Sunday, January 21, 2007


City delay in fixing crossing signals is causing avoidable deaths and injuries

The AARP survey of dangerous crosswalks was released in August, 2006. It revealed that the length of time of many crossing signals is not long enough to allow everyone, especially the elderly, to cross safely.

So what needs to be done? Well, this isn't rocket science. The timing needs to be adjusted so that it is long enough for everyone to be protected. Maybe there are other things that can or should be done also, but the first thing is to get everyone safely to the other side of the street.

So how many signals have been adjusted? I don't think even one has been fixed. This smells like other situations where the city is only moved to install traffic signals when a sufficient number of people have been killed at an intersection. It's a practice that should be stopped.

In an article in today's Star-Bulletin, Pedestrian deaths to be fought on 3 fronts, the solution the city proposes is described:
Better crossing signals. The city Department of Transportation Services is asking for about $200,000 next year to begin installing countdown indicators at several crosswalk signals in the city.
So ok, a few more people are killed and then the crosswalks are changed to countdown and tell pedestrians what they already know: there isn't enough time for you to get across the street. How dumb.

Maybe the $200,000 could be spent on installing a second crossing button that would give additional time. Just telling someone they are out of time doesn't help--many people can't walk any faster, or they would. Some people can't see the signals (e.g., the blind). Others can't move their walker any faster than they do already. Someone may drop something and have to pick it up, losing a few seconds. Should these people be exposed to impatient drivers, or a driver in the right lane who can't see through the hulking SUV just to the left?

The city should move immediately to adjust the intersections that the AARP has already identified. Period. No more delays.

Governor Lingle's proposal to increase penalties for drivers who violate traffic laws is fine, except that we can't take comfort in laws when they are not enforced. Once again, the responsibility to protect lives in this case falls on the City and County of Honolulu. The police have to enforce laws that are already on the books or will be passed in the future.

You never see police at intersections, do you? Partly because of this, drivers ignore all sorts of laws. They don't signal for turns, they enter intersections right in front of pedestrians, and they speed through crosswalks. Oh yes...running red lights is a favorite driver sport.

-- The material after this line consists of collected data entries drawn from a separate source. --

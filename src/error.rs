//! Error type shared by the setter table, the node tree and configuration.

use taffy::TaffyError;

pub type FlexResult<T> = Result<T, FlexError>;

#[derive(thiserror::Error, Debug)]
pub enum FlexError {
    /// An enumerated property received a string outside its allowed set, or a
    /// non-string value.
    #[error("unexpected value {value}, expected {}", expected.join(", "))]
    InvalidKeyword {
        value: String,
        expected: &'static [&'static str],
    },

    #[error("invalid value {value} for property {property}")]
    InvalidValue { property: &'static str, value: String },

    #[error("unknown layout property {0}")]
    UnknownProperty(String),

    #[error("invalid layout config: {0}")]
    InvalidConfig(String),

    #[error("solver error: {0}")]
    Solver(#[from] TaffyError),
}

impl FlexError {
    pub fn invalid_keyword(value: impl ToString, expected: &'static [&'static str]) -> Self {
        Self::InvalidKeyword {
            value: value.to_string(),
            expected,
        }
    }

    pub fn invalid_value(property: &'static str, value: impl ToString) -> Self {
        Self::InvalidValue {
            property,
            value: value.to_string(),
        }
    }

    pub fn invalid_config(msg: impl Into<String>) -> Self {
        Self::InvalidConfig(msg.into())
    }
}

#[cfg(test)]
mod tests {
    use super::*;

    #[test]
    fn test_keyword_message_lists_allowed_set() {
        let err = FlexError::invalid_keyword("centerx", &["auto", "center"]);
        assert_eq!(err.to_string(), "unexpected value centerx, expected auto, center");
    }

    #[test]
    fn test_display_prefixes_are_stable() {
        assert!(
            FlexError::invalid_value("width", "wide")
                .to_string()
                .contains("for property width")
        );
        assert!(
            FlexError::invalid_config("x")
                .to_string()
                .contains("invalid layout config:")
        );
        assert!(
            FlexError::UnknownProperty("colour".into())
                .to_string()
                .contains("colour")
        );
    }
}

It's not enough to just write about this. The City needs to take action. You can help by calling the mayor's office. His phone is 523-4141 and his email is . Tell him, enough already, fix those crosswalk signals before more people die. And put more police to work at intersections.

It seems there are plenty of drivers here who think that their needs come first. Some of them write letters to the editor blaming pedestrians for interfering with their speedy progress on the streets. No doubt armies of arrogant drivers will testify at the Capitol to oppose proposed new laws. I hope our legislators have the good sense to put the safety of pedestrians first.

Meanwhile, please call or email the mayor, and if you're so inclined, write letters to the editors yourself.